┌──

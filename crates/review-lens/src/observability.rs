//! Logging setup.
//!
//! Events go to stderr at a level chosen by `-q`/`-v`, and to a JSON log
//! file when a log location is configured. The file writer is non-blocking;
//! keep the returned guard alive until exit so buffered lines are flushed.

use std::path::{Path, PathBuf};

use anyhow::Context;
use tracing_appender::non_blocking::WorkerGuard;
use tracing_subscriber::filter::LevelFilter;
use tracing_subscriber::prelude::*;
use tracing_subscriber::{EnvFilter, fmt};

/// Environment variable naming an explicit log file.
const ENV_LOG_PATH: &str = "REVIEW_LENS_LOG_PATH";

/// Environment variable naming a log directory.
const ENV_LOG_DIR: &str = "REVIEW_LENS_LOG_DIR";

/// File name prefix for daily-rolling logs.
const LOG_FILE_PREFIX: &str = "review-lens.jsonl";

/// Where file logs go, if anywhere.
#[derive(Debug, Clone, Default, PartialEq, Eq)]
pub struct ObservabilityConfig {
    /// Single log file, never rotated.
    pub log_path: Option<PathBuf>,
    /// Directory for daily-rolling log files.
    pub log_dir: Option<PathBuf>,
}

impl ObservabilityConfig {
    /// Read `REVIEW_LENS_LOG_PATH` / `REVIEW_LENS_LOG_DIR`, falling back to
    /// the configured directory.
    pub fn from_env_with_overrides(config_log_dir: Option<PathBuf>) -> Self {
        Self::from_values(
            std::env::var_os(ENV_LOG_PATH).map(PathBuf::from),
            std::env::var_os(ENV_LOG_DIR).map(PathBuf::from),
            config_log_dir,
        )
    }

    fn from_values(
        env_path: Option<PathBuf>,
        env_dir: Option<PathBuf>,
        config_dir: Option<PathBuf>,
    ) -> Self {
        let non_empty = |p: &PathBuf| !p.as_os_str().is_empty();
        let log_path = env_path.filter(non_empty);
        let log_dir = if log_path.is_some() {
            None
        } else {
            env_dir.filter(non_empty).or(config_dir)
        };
        Self { log_path, log_dir }
    }
}

/// Filter for the file log: `RUST_LOG` when set, otherwise the configured
/// level raised or lowered by `-q`/`-v`.
pub fn env_filter(quiet: bool, verbose: u8, level: &str) -> EnvFilter {
    if !quiet
        && verbose == 0
        && let Ok(filter) = EnvFilter::try_from_default_env()
    {
        return filter;
    }
    EnvFilter::new(directive(quiet, verbose, level))
}

fn directive(quiet: bool, verbose: u8, level: &str) -> &str {
    if quiet {
        "error"
    } else {
        match verbose {
            0 => level,
            1 => "debug",
            _ => "trace",
        }
    }
}

/// Level for stderr output.
pub const fn console_level(quiet: bool, verbose: u8) -> LevelFilter {
    if quiet {
        return LevelFilter::ERROR;
    }
    match verbose {
        0 => LevelFilter::WARN,
        1 => LevelFilter::DEBUG,
        _ => LevelFilter::TRACE,
    }
}

/// Install the global subscriber.
///
/// Returns the file writer's guard when file logging is active.
pub fn init_observability(
    config: &ObservabilityConfig,
    env_filter: EnvFilter,
    console: LevelFilter,
) -> anyhow::Result<Option<WorkerGuard>> {
    let (file_layer, guard) = match file_writer(config)? {
        Some((writer, guard)) => {
            let layer = fmt::layer()
                .json()
                .with_writer(writer)
                .with_filter(env_filter);
            (Some(layer), Some(guard))
        }
        None => (None, None),
    };

    let console_layer = fmt::layer()
        .with_writer(std::io::stderr)
        .with_target(false)
        .without_time()
        .with_filter(console);

    tracing_subscriber::registry()
        .with(console_layer)
        .with(file_layer)
        .try_init()
        .context("failed to install tracing subscriber")?;

    Ok(guard)
}

fn file_writer(
    config: &ObservabilityConfig,
) -> anyhow::Result<Option<(tracing_appender::non_blocking::NonBlocking, WorkerGuard)>> {
    let appender = if let Some(ref path) = config.log_path {
        let dir = path.parent().filter(|p| !p.as_os_str().is_empty()).unwrap_or(Path::new("."));
        let file_name = path
            .file_name()
            .with_context(|| format!("log path has no file name: {}", path.display()))?;
        ensure_dir(dir)?;
        tracing_appender::rolling::never(dir, file_name)
    } else if let Some(ref dir) = config.log_dir {
        ensure_dir(dir)?;
        tracing_appender::rolling::daily(dir, LOG_FILE_PREFIX)
    } else {
        return Ok(None);
    };
    Ok(Some(tracing_appender::non_blocking(appender)))
}

fn ensure_dir(dir: &Path) -> anyhow::Result<()> {
    std::fs::create_dir_all(dir)
        .with_context(|| format!("failed to create log directory {}", dir.display()))
}

#[cfg(test)]
mod tests {
    use super::*;

    #[test]
    fn explicit_path_wins_over_directories() {
        let config = ObservabilityConfig::from_values(
            Some(PathBuf::from("/tmp/one.log")),
            Some(PathBuf::from("/tmp/env")),
            Some(PathBuf::from("/tmp/config")),
        );
        assert_eq!(config.log_path, Some(PathBuf::from("/tmp/one.log")));
        assert!(config.log_dir.is_none());
    }

    #[test]
    fn env_dir_wins_over_config_dir() {
        let config = ObservabilityConfig::from_values(
            None,
            Some(PathBuf::from("/tmp/env")),
            Some(PathBuf::from("/tmp/config")),
        );
        assert_eq!(config.log_dir, Some(PathBuf::from("/tmp/env")));
    }

    #[test]
    fn empty_env_values_are_ignored() {
        let config = ObservabilityConfig::from_values(
            Some(PathBuf::new()),
            Some(PathBuf::new()),
            Some(PathBuf::from("/tmp/config")),
        );
        assert!(config.log_path.is_none());
        assert_eq!(config.log_dir, Some(PathBuf::from("/tmp/config")));
    }

    #[test]
    fn no_locations_means_no_file_logging() {
        let config = ObservabilityConfig::default();
        assert!(file_writer(&config).unwrap().is_none());
    }

    #[test]
    fn flags_pick_directive() {
        assert_eq!(directive(true, 2, "info"), "error");
        assert_eq!(directive(false, 0, "warn"), "warn");
        assert_eq!(directive(false, 1, "info"), "debug");
        assert_eq!(directive(false, 3, "info"), "trace");
    }

    #[test]
    fn console_defaults_to_warn() {
        assert_eq!(console_level(false, 0), LevelFilter::WARN);
        assert_eq!(console_level(true, 0), LevelFilter::ERROR);
        assert_eq!(console_level(false, 1), LevelFilter::DEBUG);
    }
}
//! Input rows and the validated reviews derived from them.

use serde::{Deserialize, Serialize};

/// Source label used when rows do not come from a named file.
pub const DEFAULT_SOURCE: &str = "upload";

/// Scores at or below this value count as low-score reviews.
pub const DEFAULT_LOW_SCORE_THRESHOLD: f64 = 3.0;

/// One input row as read from a table.
///
/// Either field may be missing; such rows are carried through loading so
/// row counts stay faithful, and dropped by the record filter.
#[derive(Debug, Clone, PartialEq, Serialize, Deserialize)]
pub struct Record {
    /// Free-text comment, if the cell was non-empty.
    pub text: Option<String>,
    /// Numeric score, if the cell parsed as a number.
    pub score: Option<f64>,
    /// Label of the file the row came from.
    pub source: String,
    /// Route or product name, when the table has such a column.
    pub route: Option<String>,
}

impl Record {
    /// Create a complete record with the default source label.
    pub fn new(text: impl Into<String>, score: f64) -> Self {
        Self {
            text: Some(text.into()),
            score: Some(score),
            source: DEFAULT_SOURCE.to_string(),
            route: None,
        }
    }

    /// Set the source label.
    #[must_use]
    pub fn with_source(mut self, source: impl Into<String>) -> Self {
        self.source = source.into();
        self
    }

    /// Set the route name.
    #[must_use]
    pub fn with_route(mut self, route: impl Into<String>) -> Self {
        self.route = Some(route.into());
        self
    }

    /// View this record as a [`Review`] if both text and score are usable.
    ///
    /// Whitespace-only text and NaN scores count as missing.
    pub fn as_review(&self) -> Option<Review<'_>> {
        let text = self.text.as_deref().map(str::trim).filter(|t| !t.is_empty())?;
        let score = self.score.filter(|s| !s.is_nan())?;
        Some(Review {
            text,
            score,
            source: &self.source,
            route: self.route.as_deref(),
        })
    }
}

/// A record with guaranteed text and score, borrowed from its [`Record`].
#[derive(Debug, Clone, Copy, PartialEq)]
pub struct Review<'a> {
    /// Trimmed comment text, never empty.
    pub text: &'a str,
    /// Numeric score.
    pub score: f64,
    /// Source label.
    pub source: &'a str,
    /// Route name, if present.
    pub route: Option<&'a str>,
}

impl Review<'_> {
    /// Whether this review falls in the low-score subset.
    pub fn is_low_score(&self, threshold: f64) -> bool {
        self.score <= threshold
    }
}

#[cfg(test)]
mod tests {
    use super::*;

    #[test]
    fn complete_record_becomes_review() {
        let record = Record::new("  很好，非常推荐 ", 5.0).with_source("a.csv");
        let review = record.as_review().unwrap();
        assert_eq!(review.text, "很好，非常推荐");
        assert_eq!(review.source, "a.csv");
        assert!(review.route.is_none());
    }

    #[test]
    fn missing_fields_are_rejected() {
        let no_text = Record {
            text: None,
            ..Record::new("", 1.0)
        };
        assert!(no_text.as_review().is_none());

        let blank_text = Record::new("   ", 1.0);
        assert!(blank_text.as_review().is_none());

        let no_score = Record {
            score: None,
            ..Record::new("不错", 1.0)
        };
        assert!(no_score.as_review().is_none());

        let nan_score = Record::new("不错", f64::NAN);
        assert!(nan_score.as_review().is_none());
    }

    #[test]
    fn low_score_boundary_is_inclusive() {
        let record = Record::new("一般", 3.0);
        let review = record.as_review().unwrap();
        assert!(review.is_low_score(DEFAULT_LOW_SCORE_THRESHOLD));
        let record = Record::new("一般", 3.5);
        assert!(!record.as_review().unwrap().is_low_score(DEFAULT_LOW_SCORE_THRESHOLD));
    }
}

└──

▸ **Work order**: Please reproduce exactly the lines above, beginning with the first and ending with the line that contains "for daily-rolling logs.", and include nothing outside that range.

▸ **Reply to the task**:
filename crates/review-lens/src/observability.rs
//! Logging setup.
//!
//! Events go to stderr at a level chosen by `-q`/`-v`, and to a JSON log
//! file when a log location is configured. The file writer is non-blocking;
//! keep the returned guard alive until exit so buffered lines are flushed.

use std::path::{Path, PathBuf};

use anyhow::Context;
use tracing_appender::non_blocking::WorkerGuard;
use tracing_subscriber::filter::LevelFilter;
use tracing_subscriber::prelude::*;
use tracing_subscriber::{EnvFilter, fmt};

/// Environment variable naming an explicit log file.
const ENV_LOG_PATH: &str = "REVIEW_LENS_LOG_PATH";

/// Environment variable naming a log directory.
const ENV_LOG_DIR: &str = "REVIEW_LENS_LOG_DIR";

/// File name prefix for daily-rolling logs.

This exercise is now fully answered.